AI Leap Medical

Why Hospital Needs Effective Schedule?

Scheduling has been often described as having both positive and negative effects: It can contribute to a crisis or become a competitive advantage; it can increase revenues or lower team morale. For such a small piece of organization’s administrative responsibilities, it has a huge impact on success. The single largest expense of the organization – payroll – is managed and directly controlled by the schedule. However, the financial impact of the schedule goes deeper than that. It improves productivity, accuracy, and saves funds spent on administering work.
 
For everyone, and especially clinical teams, the work schedule is one of the greatest influencers of personal lives. It is vital to ensure that each team member receives a fair and equitable schedule. If someone is receiving a schedule that the person finds too demanding, or out of line with the rest of the group, morale can take a serious hit. Additionally, in situations where staffing is required 24/7/365, burnout and shift-work disorder are common concerns. Shift-work disorder and excessive fatigue have been linked to increased rates of many illnesses, as well as a decrease in performance, and an increase in the likelihood to make mistakes, which can be dangerous and costly.
 
Based on a number of studies, Americans demand for primary care providers is straining the limited supply. The Association of American Medical Colleges estimates that by 2015 the United States will face a shortage of more than 33,000 primary care practitioners. A physician shortage in the U.S. was expected even before the Affordable Care Act was signed into law in 2010, according to the Association of American Medical Colleges. Now the group estimates that there will be a shortage of 63,000 doctors by 2015 and 130,600 by 2025.
 
The shortage of personnel amplifies the complexity of medical scheduling. The lack of modern technologies exacerbates the issue of the quality of medical schedules, and that is a determining factor in your success in delivering quality care and retaining your best clinicians. Consistently good schedules lead to happier, higher performing providers, and increased revenue generation. Consistently bad schedules can cause internal conflict, decreased quality of care, lower your revenue, and contribute to a personnel turnover.
 

Current Scheduling Practices and Shortcomings

Due to a severe shortage of personnel, high-quality medical scheduling is a challenging task. There are practices where it is done by an administrator manually through a spreadsheet or with an assistance of one of available medical scheduling software applications. However, most of medical scheduling software use last-century technologies: Monte Carlo Simulation, single shift insertion, backtracking, etc. In addition, many existing software packages expect manual entries of numerous requests and assignments, filling out complex forms with rules in a software-friendly format. Often the final phase of the schedule fine-tuning is assigned to a physician who spends up to 20 hours per month doing just that.
 
A broad research has been conducted regarding the success of various scheduling methodologies. It demonstrated that technologies currently used in medical scheduling can succeed only in case of under-loaded resources (physicians, residents, nurses), which is almost never the case. Therefore, all existing applications are doomed to fail even in case of moderate rule complexity. This is exactly what many hospitals see on a daily basis.
 

AI Leap Medical Scheduling Solutions

Many of the mentioned above operations can be replaced by an application with Artificial Intelligence. AI Leap offers a cutting-edge solution that gives an easier and more effective way to construct high quality schedules. It uses two types of data: Master Data of the personnel and their skills and a diverse Rules Data of shift assignment preferences and restrictions.

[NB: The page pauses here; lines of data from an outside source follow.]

use crossterm::{
    event::{self, Event, KeyCode},
    execute,
    terminal::{disable_raw_mode, enable_raw_mode, EnterAlternateScreen, LeaveAlternateScreen},
};
use ratatui::{
    prelude::*,
    widgets::{Block, Borders, Paragraph},
};
use std::sync::atomic::{AtomicU64, Ordering};
use std::sync::{Arc, RwLock};
use std::thread;
use std::{io, time::Duration};

use triage_queue::{Patient, TriageQueue, Urgency};

/// Snapshot of the waiting room to share with the UI
#[derive(Default, Clone)]
struct WardSnapshot {
    /// Waiting patients per tier, most urgent first
    tier_depths: [u64; 4],
    /// Name of the patient the heap would serve next
    next_up: Option<String>,
}

struct SharedStats {
    ops_count: AtomicU64,
    waiting: AtomicU64,
    served: AtomicU64,
    // The actual ward data (protected by a lock)
    snapshot: RwLock<WardSnapshot>,
}

impl SharedStats {
    fn new() -> Self {
        Self {
            ops_count: AtomicU64::new(0),
            waiting: AtomicU64::new(0),
            served: AtomicU64::new(0),
            snapshot: RwLock::new(WardSnapshot::default()),
        }
    }
}

/// Skewed tier draw: most walk-ins are low urgency
fn draw_urgency(r: u64) -> Urgency {
    match r % 10 {
        0 => Urgency::Immediate,
        1 | 2 => Urgency::Emergency,
        3 | 4 | 5 => Urgency::Urgent,
        _ => Urgency::Minimal,
    }
}

/// Helper to generate the ASCII bar block, one line per tier
fn render_tier_bars(depths: &[u64; 4]) -> String {
    let mut out = String::new();
    let max_depth = depths.iter().copied().max().unwrap_or(1).max(1) as f32;

    for (tier, depth) in Urgency::ALL.iter().zip(depths.iter()) {
        let bar_len = ((*depth as f32 / max_depth) * 30.0) as usize;
        let bar = "█".repeat(bar_len);
        out.push_str(&format!("{:>9} {} {:<6}\n", tier.label(), bar, depth));
    }
    out
}

fn main() -> Result<(), Box<dyn std::error::Error>> {
    // Setup terminal
    enable_raw_mode()?;
    let mut stdout = io::stdout();
    execute!(stdout, EnterAlternateScreen)?;
    let backend = CrosstermBackend::new(stdout);
    let mut terminal = Terminal::new(backend)?;

    // Shared state
    let stats = Arc::new(SharedStats::new());
    let stats_clone = stats.clone();

    // Spawn ward thread (synthetic admissions and discharges)
    thread::spawn(move || {
        let mut queue = TriageQueue::with_capacity(200_000);
        let mut rng = 12345u64; // Simple LCG for speed
        let mut patient_id = 0u64;
        let mut served = 0u64;
        let mut loop_count = 0u64;

        loop {
            // Batch processing to reduce atomic contention overhead
            const BATCH_SIZE: u64 = 1000;

            for _ in 0..BATCH_SIZE {
                rng = rng.wrapping_mul(6364136223846793005).wrapping_add(1);
                // Use high 32 bits for better randomness (LCG low bits are poor)
                let r = rng >> 32;

                // 60% admissions, 40% service calls
                if queue.is_empty() || r % 5 < 3 {
                    patient_id += 1;
                    let urgency = draw_urgency(r / 5);
                    queue.add(Patient::new(format!("Patient-{patient_id}"), urgency));
                } else if queue.remove_next().is_ok() {
                    served += 1;
                }
            }

            loop_count += 1;

            // Update stats
            stats_clone.ops_count.fetch_add(BATCH_SIZE, Ordering::Relaxed);
            stats_clone.waiting.store(queue.len() as u64, Ordering::Relaxed);
            stats_clone.served.store(served, Ordering::Relaxed);

            // Publish snapshot (only once per few batches; the tier scan
            // walks the whole heap)
            if loop_count % 20 == 0 {
                if let Ok(mut write_guard) = stats_clone.snapshot.write() {
                    let mut depths = [0u64; 4];
                    for patient in queue.iter() {
                        depths[(patient.urgency().code() - 1) as usize] += 1;
                    }
                    write_guard.tier_depths = depths;
                    write_guard.next_up =
                        queue.peek_next().ok().map(|p| p.name().to_string());
                }
            }

            // Hard reset for the demo loop if the ward overflows
            if queue.len() > 150_000 {
                queue = TriageQueue::with_capacity(200_000);
            }
        }
    });

    // Run TUI loop
    let mut last_ops = 0;
    let mut last_time = std::time::Instant::now();
    let mut throughput = 0.0;

    loop {
        // Handle input
        if event::poll(Duration::from_millis(50))? {
            if let Event::Key(key) = event::read()? {
                if key.code == KeyCode::Char('q') {
                    break;
                }
            }
        }

        // Calculate throughput
        let now = std::time::Instant::now();
        if now.duration_since(last_time).as_secs_f64() >= 1.0 {
            let current_ops = stats.ops_count.load(Ordering::Relaxed);
            throughput = (current_ops - last_ops) as f64;
            last_ops = current_ops;
            last_time = now;
        }

        terminal.draw(|f| {
            let chunks = Layout::default()
                .direction(Direction::Vertical)
                .margin(1)
                .constraints(
                    [
                        Constraint::Length(3), // Header
                        Constraint::Min(8),    // Ward
                        Constraint::Length(7), // Stats
                    ]
                    .as_ref(),
                )
                .split(f.size());

            // 1. Header
            let header = Block::default()
                .borders(Borders::ALL)
                .title("TRIAGE-QUEUE Ward Demo");
            let title = Paragraph::new("Synthetic admissions | Press 'q' to quit")
                .block(header)
                .alignment(Alignment::Center)
                .style(Style::default().fg(Color::Cyan));
            f.render_widget(title, chunks[0]);

            // 2. Ward depth per tier
            let snapshot = stats.snapshot.read().unwrap();
            let bars = render_tier_bars(&snapshot.tier_depths);
            let ward_widget = Paragraph::new(bars).block(
                Block::default()
                    .borders(Borders::ALL)
                    .title("WAITING BY TIER")
                    .style(Style::default().fg(Color::Green)),
            );
            f.render_widget(ward_widget, chunks[1]);

            // 3. Stats
            let ops_fmt = if throughput > 1_000_000.0 {
                format!("{:.2} M", throughput / 1_000_000.0)
            } else {
                format!("{:.0} k", throughput / 1_000.0)
            };

            let waiting = stats.waiting.load(Ordering::Relaxed);
            let served = stats.served.load(Ordering::Relaxed);
            let next_up = snapshot.next_up.as_deref().unwrap_or("-");

            let stats_text = format!(
                "Throughput: {ops_fmt} ops/sec\nWaiting: {waiting}\nServed: {served}\nNext up: {next_up}"
            );

            let stats_block = Paragraph::new(stats_text)
                .block(Block::default().borders(Borders::ALL).title("Ward Telemetry"))
                .style(Style::default().fg(Color::Yellow));
            f.render_widget(stats_block, chunks[2]);
        })?;
    }

    // Restore terminal
    disable_raw_mode()?;
    execute!(terminal.backend_mut(), LeaveAlternateScreen)?;
    Ok(())
}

Master Data is a listing of subjects and objects (personnel, patients, rooms, equipment) available for the next scheduling period, their FTE’s, profiles, attributes, groups, etc. Rules Data describes a variety of rules followed within a scheduling period and from one period to another. Rules can be inherited or adjusted. For example, circadian rules are about assignment sequencing (e.g. no day shift after night or swing shift) and usually remain without changes, vacation requests and CME’s, on the other hand, are expected to vary.
 
Rules also reflect preferences for the number of total, day, night, weekend or other types of work hours, etc. Rules Data could also include more complex blocking structures that specify days off after a sequence of assignments, or complex sequences of shifts, like “2 days off after 5 days on, 4 days off after 6-7 days on”, “start a block with 1-3 triage shifts, then 2-3 Longs, then 2-3 Shorts, then on Call and finish with 1-3 Nights right after Call or one day later”. In the introduction of rules and their specification. AI Leap also uses Artificial Intelligence to understand English descriptions like “every third Friday”, “Monday after a Day off on Saturday”, “from June 27 to July 3”.